Domingo 3 Adviento C

Tercer domingo de Adviento Ciclo C

Antífona de entrada

           Alegraos siempre en el Señor; os lo repito, alegraos. El Señor está cerca (Flp 4,4-5).

           “Gaudete”, alegraos. Así ha comenzado siempre el Introito -hoy lo llamamos Antífona de entrada- de la misa de este domingo, conocido como “Domingo Gaudete”. La Iglesia nos invita a la alegría ante la próxima celebración del nacimiento de Cristo. Esperemos que las próximas fiestas navideñas, hoy demasiado mundanizadas, y hasta descristianizadas, no apaguen la causa principal de nuestros gozos: el recuerdo del Señor que vinosigue viniendo y vendrá definitivamente en su gloria y en la nuestra.

 Oración colecta

           Oh, Dios, que contemplas cómo tu pueblo espera con fidelidad la fiesta del nacimiento del Señor, concédenos llegar a la alegría de tan gran acontecimiento de salvación y celebrarlo siempre con solemnidad  y júbilo desbordante.

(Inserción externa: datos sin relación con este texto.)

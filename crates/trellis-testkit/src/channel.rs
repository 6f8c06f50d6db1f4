//! In-memory channel pair.
//!
//! Two [`MemChannel`]s connected back to back, with the reply-routing
//! behavior the [`Channel`] contract requires: a frame sent as a reply is
//! routed to the originator's pending table; replies to cancelled ids are
//! dropped; everything else surfaces as a fresh request.

use async_trait::async_trait;
use parking_lot::Mutex;
use std::collections::HashSet;
use std::sync::atomic::{AtomicBool, Ordering};
use std::sync::Arc;
use tokio::sync::mpsc;

use trellis_peer::{Channel, ChannelEvent, MsgId, PeerError, Result};

enum Wire {
    Frame {
        msg_id: MsgId,
        frame: Vec<u8>,
        is_reply: bool,
    },
    Close,
}

/// One side of an in-memory channel pair.
pub struct MemChannel {
    to_peer: mpsc::UnboundedSender<Wire>,
    from_peer: tokio::sync::Mutex<mpsc::UnboundedReceiver<Wire>>,
    pending: Mutex<HashSet<MsgId>>,
    closed: AtomicBool,
}

/// Create a connected channel pair.
#[must_use]
pub fn channel_pair() -> (Arc<MemChannel>, Arc<MemChannel>) {
    let (tx_a, rx_a) = mpsc::unbounded_channel();
    let (tx_b, rx_b) = mpsc::unbounded_channel();
    let a = Arc::new(MemChannel {
        to_peer: tx_b,
        from_peer: tokio::sync::Mutex::new(rx_a),
        pending: Mutex::new(HashSet::new()),
        closed: AtomicBool::new(false),
    });
    let b = Arc::new(MemChannel {
        to_peer: tx_a,
        from_peer: tokio::sync::Mutex::new(rx_b),
        pending: Mutex::new(HashSet::new()),
        closed: AtomicBool::new(false),
    });
    (a, b)
}

#[async_trait]
impl Channel for MemChannel {
    async fn send_request(&self, frame: Vec<u8>) -> Result<MsgId> {
        if self.is_closed() {
            return Err(PeerError::transport("channel closed"));
        }
        let msg_id = MsgId::random();
        self.pending.lock().insert(msg_id);
        self.to_peer
            .send(Wire::Frame {
                msg_id,
                frame,
                is_reply: false,
            })
            .map_err(|_| PeerError::transport("peer gone"))?;
        Ok(msg_id)
    }

    async fn send_reply(&self, to: MsgId, frame: Vec<u8>) -> Result<()> {
        if self.is_closed() {
            return Err(PeerError::transport("channel closed"));
        }
        self.to_peer
            .send(Wire::Frame {
                msg_id: to,
                frame,
                is_reply: true,
            })
            .map_err(|_| PeerError::transport("peer gone"))
    }

    async fn next_event(&self) -> ChannelEvent {
        loop {
            let wire = self.from_peer.lock().await.recv().await;
            match wire {
                None | Some(Wire::Close) => {
                    self.closed.store(true, Ordering::SeqCst);
                    return ChannelEvent::Closed;
                }
                Some(Wire::Frame {
                    msg_id,
                    frame,
                    is_reply,
                }) => {
                    if is_reply {
                        if self.pending.lock().contains(&msg_id) {
                            return ChannelEvent::Reply { msg_id, frame };
                        }
                        // Reply to a cancelled request: dropped.
                        continue;
                    }
                    return ChannelEvent::Request { msg_id, frame };
                }
            }
        }
    }

    fn cancel(&self, msg_id: MsgId) {
        self.pending.lock().remove(&msg_id);
    }

    async fn close(&self) {
        self.closed.store(true, Ordering::SeqCst);
        let _ = self.to_peer.send(Wire::Close);
    }

    fn is_closed(&self) -> bool {
        self.closed.load(Ordering::SeqCst)
    }
}

#[cfg(test)]
mod tests {
    use super::*;

    #[tokio::test]
    async fn request_reply_round_trip() {
        let (a, b) = channel_pair();

        let msg_id = a.send_request(b"ping".to_vec()).await.unwrap();
        match b.next_event().await {
            ChannelEvent::Request { msg_id: got, frame } => {
                assert_eq!(got, msg_id);
                assert_eq!(frame, b"ping");
                b.send_reply(got, b"pong".to_vec()).await.unwrap();
            }
            other => panic!("unexpected event {other:?}"),
        }
        match a.next_event().await {
            ChannelEvent::Reply { msg_id: got, frame } => {
                assert_eq!(got, msg_id);
                assert_eq!(frame, b"pong");
            }
            other => panic!("unexpected event {other:?}"),
        }
    }

    #[tokio::test]
    async fn cancelled_requests_drop_replies() {
        let (a, b) = channel_pair();
        let msg_id = a.send_request(b"ping".to_vec()).await.unwrap();
        a.cancel(msg_id);
        b.send_reply(msg_id, b"late".to_vec()).await.unwrap();
        // A later request must surface, skipping the dropped reply.
        let second = a.send_request(b"x".to_vec()).await.unwrap();
        let ChannelEvent::Request { .. } = b.next_event().await else {
            panic!("expected request");
        };
        let ChannelEvent::Request { .. } = b.next_event().await else {
            panic!("expected request");
        };
        b.send_reply(second, b"ok".to_vec()).await.unwrap();
        match a.next_event().await {
            ChannelEvent::Reply { msg_id: got, .. } => assert_eq!(got, second),
            other => panic!("unexpected event {other:?}"),
        }
    }

    #[tokio::test]
    async fn close_propagates() {
        let (a, b) = channel_pair();
        a.close().await;
        assert!(a.is_closed());
        assert!(matches!(b.next_event().await, ChannelEvent::Closed));
    }
}
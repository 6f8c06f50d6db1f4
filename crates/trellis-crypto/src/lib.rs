//! Cryptographic authority layer for Trellis models.
//!
//! Two signature schemes live behind one dispatch surface:
//!
//! - [`Scheme::Ed25519`]: detached Ed25519 signatures over the raw message
//!   (32-byte public key, 64-byte signature).
//! - [`Scheme::EthSign`]: secp256k1 recoverable ECDSA over the Keccak-256
//!   digest of an Ethereum signed-message envelope (20-byte address as the
//!   public key, 65-byte `r || s || v` signature).
//!
//! The scheme is auto-detected from the public-key length, so callers that
//! only hold a key can still pick the right verification path.
//!
//! Content hashing is Blake2b-256 throughout, exposed as a prefix-safe chain
//! over byte lists ([`hash_list`], [`ChainHasher`]).

#![forbid(unsafe_code)]

pub mod error;
pub mod hash;
pub mod keys;
pub mod scheme;
pub mod sign;

pub use error::{CryptoError, Result};
pub use hash::{hash, hash_list, ChainHasher, HASH_LEN};
pub use keys::{KeyPair, PublicKey, SecretKey};
pub use scheme::Scheme;
pub use sign::{sign, signature_length, verify, VerifyItem};
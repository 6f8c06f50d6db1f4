//! Self-describing, index-tagged binary field format.
//!
//! Every Trellis model is a sequence of fields, each tagged by a one-byte
//! index (0–255) that is strictly increasing in the packed form. Each field
//! is encoded as:
//!
//! ```text
//! index:u8 || type:u8 || [length:u16 BE, variable types only] || value
//! ```
//!
//! The type byte makes the stream self-describing: a reader can skip fields
//! at indices it does not know, which is the format's only forward
//! compatibility mechanism. Unknown *types* are an error since their width
//! cannot be derived.
//!
//! # Index semantics
//!
//! - `0..=127` signed area, covered by signatures and constraint hashes
//! - `8..=15` sub-models verified recursively by the signature chain
//! - `124..=126` up to three signatures
//! - `127` work-proof nonce
//! - `128..=159` transient fields included in the transient hash
//! - `160..=191` transient fields never hashed
//! - `192..=255` reserved

#![forbid(unsafe_code)]

pub mod error;
pub mod field;
pub mod hashing;
pub mod iter;
pub mod pack;
pub mod schema;

pub use error::{CodecError, Result};
pub use field::{FieldType, Props, Value};
pub use hashing::{hash_fields, hash_specific_fields};
pub use iter::{FieldIterator, RawField};
pub use pack::{pack, unpack};
pub use schema::{FieldDef, Schema, StaticValue};

/// Highest index of the signed area, and the default pack/unpack bound.
pub const MAX_SIGNED_INDEX: u8 = 127;

/// First index of the hashed transient range.
pub const TRANSIENT_HASH_FROM: u8 = 128;
/// Last index of the hashed transient range.
pub const TRANSIENT_HASH_TO: u8 = 159;

/// Maximum byte length of a variable-length field value.
pub const MAX_VARIABLE_LEN: usize = u16::MAX as usize;
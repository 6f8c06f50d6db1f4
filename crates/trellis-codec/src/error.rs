//! Codec error type.

/// Error type for pack/unpack/iterate failures.
///
/// Codec errors are always fatal to the current operation; no partial state
/// is ever exposed.
#[derive(Debug, Clone, PartialEq, Eq, thiserror::Error)]
pub enum CodecError {
    /// A declared `required` field was absent.
    #[error("required field {index} ({name}) missing")]
    RequiredMissing {
        /// Field index.
        index: u8,
        /// Field name from the schema.
        name: &'static str,
    },

    /// A property index is not in the schema, or exceeds the pack bound.
    #[error("field index {index} out of range: {reason}")]
    OutOfRange {
        /// Offending index.
        index: u8,
        /// What made it out of range.
        reason: &'static str,
    },

    /// A value's variant or magnitude does not fit the declared field type.
    #[error("type mismatch at field {index} ({name})")]
    TypeMismatch {
        /// Field index.
        index: u8,
        /// Field name from the schema.
        name: &'static str,
    },

    /// A variable-length value exceeds its cap.
    #[error("field {index} length {len} exceeds max {max}")]
    LengthExceedsMax {
        /// Field index.
        index: u8,
        /// Supplied length.
        len: usize,
        /// Allowed maximum.
        max: usize,
    },

    /// A static or static-prefix constant was violated.
    #[error("static value mismatch at field {index}")]
    StaticMismatch {
        /// Field index.
        index: u8,
    },

    /// Packed indices were not strictly increasing.
    #[error("field index {index} not increasing (previous {previous})")]
    IndexNotIncreasing {
        /// Offending index.
        index: u8,
        /// Index seen before it.
        previous: u8,
    },

    /// A type byte no reader version understands.
    #[error("unknown field type {type_byte} at index {index}")]
    UnknownType {
        /// Field index.
        index: u8,
        /// The unrecognized type byte.
        type_byte: u8,
    },

    /// The byte stream ended inside a field.
    #[error("packed data truncated at offset {offset}")]
    Truncated {
        /// Offset of the first missing byte.
        offset: usize,
    },

    /// Random lookup of an index that is not present.
    #[error("field {index} not present")]
    NotFound {
        /// Requested index.
        index: u8,
    },

    /// An array schema's entries were not contiguous from zero.
    #[error("array entries not contiguous at index {index}")]
    ArrayNotContiguous {
        /// First non-contiguous index.
        index: u8,
    },
}

/// Standard Result type for codec operations.
pub type Result<T> = std::result::Result<T, CodecError>;
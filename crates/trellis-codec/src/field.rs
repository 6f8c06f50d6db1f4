//! Field types and runtime values.

use std::collections::BTreeMap;

use crate::error::{CodecError, Result};

/// Wire field types.
///
/// The discriminant is the `type:u8` byte of the packed form. Fixed-width
/// integers come in both endiannesses including the 24- and 48-bit widths;
/// fixed byte blobs cover sizes 1–8, 16, 32, and 64; the three variable
/// types carry a `u16` BE length prefix.
#[derive(Debug, Clone, Copy, PartialEq, Eq, Hash)]
#[repr(u8)]
pub enum FieldType {
    /// Unsigned 8-bit integer.
    UInt8 = 0,
    /// Signed 8-bit integer.
    Int8 = 1,
    /// Unsigned 16-bit big-endian.
    UInt16BE = 2,
    /// Unsigned 16-bit little-endian.
    UInt16LE = 3,
    /// Signed 16-bit big-endian.
    Int16BE = 4,
    /// Signed 16-bit little-endian.
    Int16LE = 5,
    /// Unsigned 24-bit big-endian.
    UInt24BE = 6,
    /// Unsigned 24-bit little-endian.
    UInt24LE = 7,
    /// Unsigned 32-bit big-endian.
    UInt32BE = 8,
    /// Unsigned 32-bit little-endian.
    UInt32LE = 9,
    /// Signed 32-bit big-endian.
    Int32BE = 10,
    /// Signed 32-bit little-endian.
    Int32LE = 11,
    /// Signed 24-bit big-endian.
    Int24BE = 12,
    /// Signed 24-bit little-endian.
    Int24LE = 13,
    /// Unsigned 48-bit big-endian.
    UInt48BE = 14,
    /// Unsigned 48-bit little-endian.
    UInt48LE = 15,
    /// Signed 48-bit big-endian.
    Int48BE = 16,
    /// Signed 48-bit little-endian.
    Int48LE = 17,
    /// Unsigned 64-bit big-endian.
    UInt64BE = 18,
    /// Unsigned 64-bit little-endian.
    UInt64LE = 19,
    /// Signed 64-bit big-endian.
    Int64BE = 20,
    /// Signed 64-bit little-endian.
    Int64LE = 21,
    /// Fixed 1-byte blob.
    Bytes1 = 22,
    /// Fixed 2-byte blob.
    Bytes2 = 23,
    /// Fixed 3-byte blob.
    Bytes3 = 24,
    /// Fixed 4-byte blob.
    Bytes4 = 25,
    /// Fixed 5-byte blob.
    Bytes5 = 26,
    /// Fixed 6-byte blob.
    Bytes6 = 27,
    /// Fixed 7-byte blob.
    Bytes7 = 28,
    /// Fixed 8-byte blob.
    Bytes8 = 29,
    /// Fixed 16-byte blob.
    Bytes16 = 30,
    /// Fixed 32-byte blob.
    Bytes32 = 31,
    /// Fixed 64-byte blob.
    Bytes64 = 32,
    /// Variable-length byte blob.
    Bytes = 33,
    /// Variable-length UTF-8 string.
    String = 34,
    /// Nested sub-schema, packed as a variable-length blob.
    Schema = 35,
}

impl FieldType {
    /// Parse a wire type byte.
    pub fn from_u8(index: u8, type_byte: u8) -> Result<Self> {
        use FieldType::*;
        Ok(match type_byte {
            0 => UInt8,
            1 => Int8,
            2 => UInt16BE,
            3 => UInt16LE,
            4 => Int16BE,
            5 => Int16LE,
            6 => UInt24BE,
            7 => UInt24LE,
            8 => UInt32BE,
            9 => UInt32LE,
            10 => Int32BE,
            11 => Int32LE,
            12 => Int24BE,
            13 => Int24LE,
            14 => UInt48BE,
            15 => UInt48LE,
            16 => Int48BE,
            17 => Int48LE,
            18 => UInt64BE,
            19 => UInt64LE,
            20 => Int64BE,
            21 => Int64LE,
            22 => Bytes1,
            23 => Bytes2,
            24 => Bytes3,
            25 => Bytes4,
            26 => Bytes5,
            27 => Bytes6,
            28 => Bytes7,
            29 => Bytes8,
            30 => Bytes16,
            31 => Bytes32,
            32 => Bytes64,
            33 => Bytes,
            34 => String,
            35 => Schema,
            other => return Err(CodecError::UnknownType {
                index,
                type_byte: other,
            }),
        })
    }

    /// Wire byte of this type.
    #[must_use]
    pub fn as_u8(self) -> u8 {
        self as u8
    }

    /// Value width of a fixed-size type; `None` for variable types.
    #[must_use]
    pub fn fixed_size(self) -> Option<usize> {
        use FieldType::*;
        match self {
            UInt8 | Int8 | Bytes1 => Some(1),
            UInt16BE | UInt16LE | Int16BE | Int16LE | Bytes2 => Some(2),
            UInt24BE | UInt24LE | Int24BE | Int24LE | Bytes3 => Some(3),
            UInt32BE | UInt32LE | Int32BE | Int32LE | Bytes4 => Some(4),
            Bytes5 => Some(5),
            UInt48BE | UInt48LE | Int48BE | Int48LE | Bytes6 => Some(6),
            Bytes7 => Some(7),
            UInt64BE | UInt64LE | Int64BE | Int64LE | Bytes8 => Some(8),
            Bytes16 => Some(16),
            Bytes32 => Some(32),
            Bytes64 => Some(64),
            Bytes | String | Schema => None,
        }
    }

    /// Whether the packed form carries a `u16` BE length prefix.
    #[must_use]
    pub fn is_variable(self) -> bool {
        self.fixed_size().is_none()
    }

    /// Whether this is an unsigned integer type.
    #[must_use]
    pub fn is_unsigned(self) -> bool {
        use FieldType::*;
        matches!(
            self,
            UInt8 | UInt16BE | UInt16LE | UInt24BE | UInt24LE | UInt32BE | UInt32LE | UInt48BE
                | UInt48LE | UInt64BE | UInt64LE
        )
    }

    /// Whether this is a signed integer type.
    #[must_use]
    pub fn is_signed(self) -> bool {
        use FieldType::*;
        matches!(
            self,
            Int8 | Int16BE | Int16LE | Int24BE | Int24LE | Int32BE | Int32LE | Int48BE | Int48LE
                | Int64BE | Int64LE
        )
    }

    /// Whether this is a big-endian integer type.
    #[must_use]
    pub(crate) fn is_big_endian(self) -> bool {
        use FieldType::*;
        matches!(
            self,
            UInt16BE | Int16BE | UInt24BE | Int24BE | UInt32BE | Int32BE | UInt48BE | Int48BE
                | UInt64BE | Int64BE
        )
    }
}

/// A property bag keyed by field index.
///
/// Ordered so that packing walks ascending indices for free.
pub type Props = BTreeMap<u8, Value>;

/// A runtime field value.
#[derive(Debug, Clone, PartialEq, Eq)]
pub enum Value {
    /// Unsigned integer (any unsigned width).
    UInt(u64),
    /// Signed integer (any signed width).
    Int(i64),
    /// Byte blob, fixed or variable. Also carries a pre-packed sub-schema.
    Bytes(Vec<u8>),
    /// UTF-8 string.
    String(String),
    /// Nested sub-schema property bag (deep form).
    Props(Props),
}

impl Value {
    /// Unsigned integer accessor.
    #[must_use]
    pub fn as_uint(&self) -> Option<u64> {
        match self {
            Self::UInt(v) => Some(*v),
            _ => None,
        }
    }

    /// Signed integer accessor.
    #[must_use]
    pub fn as_int(&self) -> Option<i64> {
        match self {
            Self::Int(v) => Some(*v),
            _ => None,
        }
    }

    /// Byte accessor.
    #[must_use]
    pub fn as_bytes(&self) -> Option<&[u8]> {
        match self {
            Self::Bytes(v) => Some(v),
            _ => None,
        }
    }

    /// String accessor.
    #[must_use]
    pub fn as_str(&self) -> Option<&str> {
        match self {
            Self::String(v) => Some(v),
            _ => None,
        }
    }

    /// Nested property bag accessor.
    #[must_use]
    pub fn as_props(&self) -> Option<&Props> {
        match self {
            Self::Props(v) => Some(v),
            _ => None,
        }
    }
}

impl From<u64> for Value {
    fn from(v: u64) -> Self {
        Self::UInt(v)
    }
}

impl From<i64> for Value {
    fn from(v: i64) -> Self {
        Self::Int(v)
    }
}

impl From<Vec<u8>> for Value {
    fn from(v: Vec<u8>) -> Self {
        Self::Bytes(v)
    }
}

impl From<&[u8]> for Value {
    fn from(v: &[u8]) -> Self {
        Self::Bytes(v.to_vec())
    }
}

impl From<String> for Value {
    fn from(v: String) -> Self {
        Self::String(v)
    }
}

impl From<&str> for Value {
    fn from(v: &str) -> Self {
        Self::String(v.to_string())
    }
}

impl From<Props> for Value {
    fn from(v: Props) -> Self {
        Self::Props(v)
    }
}
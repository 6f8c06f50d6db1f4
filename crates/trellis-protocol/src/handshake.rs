//! Handshake-derived peer properties and their local checks.
//!
//! The transport performs the physical handshake; the core consumes the
//! resulting properties and enforces version compatibility, clock skew, and
//! serialize-format agreement before a peer client goes live.

use serde::{Deserialize, Serialize};
use std::fmt;

use crate::error::{ProtocolError, Result};

/// The serialize format this crate implements (bincode bodies).
pub const SERIALIZE_FORMAT_BINCODE: u16 = 0;

/// A peer version: `major.minor.patch`, each 16 bits (6 bytes on the wire).
#[derive(Debug, Clone, Copy, PartialEq, Eq, PartialOrd, Ord, Serialize, Deserialize)]
pub struct Version {
    /// Incompatible-change counter.
    pub major: u16,
    /// Compatible-addition counter.
    pub minor: u16,
    /// Fix counter, ignored in compatibility checks.
    pub patch: u16,
}

impl Version {
    /// Construct a version triple.
    #[must_use]
    pub fn new(major: u16, minor: u16, patch: u16) -> Self {
        Self {
            major,
            minor,
            patch,
        }
    }

    /// Parse the 6-byte wire form.
    pub fn from_bytes(bytes: &[u8]) -> Result<Self> {
        if bytes.len() != 6 {
            return Err(ProtocolError::Malformed(
                "version must be 6 bytes".to_string(),
            ));
        }
        Ok(Self {
            major: u16::from_be_bytes([bytes[0], bytes[1]]),
            minor: u16::from_be_bytes([bytes[2], bytes[3]]),
            patch: u16::from_be_bytes([bytes[4], bytes[5]]),
        })
    }

    /// The 6-byte wire form.
    #[must_use]
    pub fn to_bytes(self) -> [u8; 6] {
        let mut bytes = [0u8; 6];
        bytes[..2].copy_from_slice(&self.major.to_be_bytes());
        bytes[2..4].copy_from_slice(&self.minor.to_be_bytes());
        bytes[4..].copy_from_slice(&self.patch.to_be_bytes());
        bytes
    }

    /// Whether a remote at this version satisfies a local minimum in
    /// `major.minor` (patch is ignored).
    #[must_use]
    pub fn satisfies(self, local: Version) -> bool {
        (self.major, self.minor) >= (local.major, local.minor)
    }
}

impl fmt::Display for Version {
    fn fmt(&self, f: &mut fmt::Formatter<'_>) -> fmt::Result {
        write!(f, "{}.{}.{}", self.major, self.minor, self.patch)
    }
}

/// Properties of a handshaked remote peer, as handed over by the transport.
#[derive(Debug, Clone, PartialEq, Eq, Serialize, Deserialize)]
pub struct PeerProps {
    /// Remote protocol version.
    pub version: Version,
    /// Serialize format the remote proposes.
    pub serialize_format: u16,
    /// Remote wall clock in milliseconds, sampled at handshake.
    pub clock: u64,
    /// The key that performed the handshake.
    #[serde(with = "serde_bytes")]
    pub handshaked_public_key: Vec<u8>,
    /// Packed auth cert presented by the remote, if any.
    pub auth_cert: Option<serde_bytes::ByteBuf>,
    /// Key the auth cert authorizes (its owner).
    pub auth_cert_public_key: Option<serde_bytes::ByteBuf>,
    /// Remote application version string.
    pub app_version: Option<String>,
    /// Region the remote declares.
    pub region: Option<String>,
    /// Jurisdiction the remote declares.
    pub jurisdiction: Option<String>,
}

impl PeerProps {
    /// The key requests are attributed to: the auth cert's key when
    /// present, else the handshaked key.
    #[must_use]
    pub fn effective_public_key(&self) -> &[u8] {
        match &self.auth_cert_public_key {
            Some(key) => key,
            None => &self.handshaked_public_key,
        }
    }

    /// Enforce the local side's handshake requirements.
    ///
    /// - remote version at least the local one in `major.minor`
    /// - clock skew within `max_clock_skew` milliseconds when configured
    /// - the proposed serialize format among the supported ones
    pub fn validate_against(
        &self,
        local_version: Version,
        local_clock: u64,
        max_clock_skew: Option<u64>,
        supported_formats: &[u16],
    ) -> Result<()> {
        if !self.version.satisfies(local_version) {
            return Err(ProtocolError::Malformed(format!(
                "remote version {} below local {local_version}",
                self.version
            )));
        }
        if let Some(max_skew) = max_clock_skew {
            let skew = local_clock.abs_diff(self.clock);
            if skew > max_skew {
                return Err(ProtocolError::Malformed(format!(
                    "clock skew {skew} ms exceeds {max_skew} ms"
                )));
            }
        }
        if !supported_formats.contains(&self.serialize_format) {
            return Err(ProtocolError::Malformed(format!(
                "serialize format {} not supported",
                self.serialize_format
            )));
        }
        Ok(())
    }
}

Por nuestro Señor Jesucristo.

           La Iglesia, Pueblo de Dios, asistida por el Espíritu Santo, prepara en este tiempo de Adviento, la fiesta del nacimiento del Señor: así lo advertimos en los contenidos litúrgicos de estos días (lecturas bíblicas, oraciones, invitación al ayuno y a la limosna). Pedimos al Padre, que contempla a sus hijos preparando la Navidad, el espíritu religioso y la alegría que el acontecimiento más importante de la historia se merece. Lo escucharemos en la segunda lectura: Estad siempre alegres en el Señor; os lo repito, estad alegres. Que vuestra mesura sea conocida de todos los hombres. El Señor está cerca”.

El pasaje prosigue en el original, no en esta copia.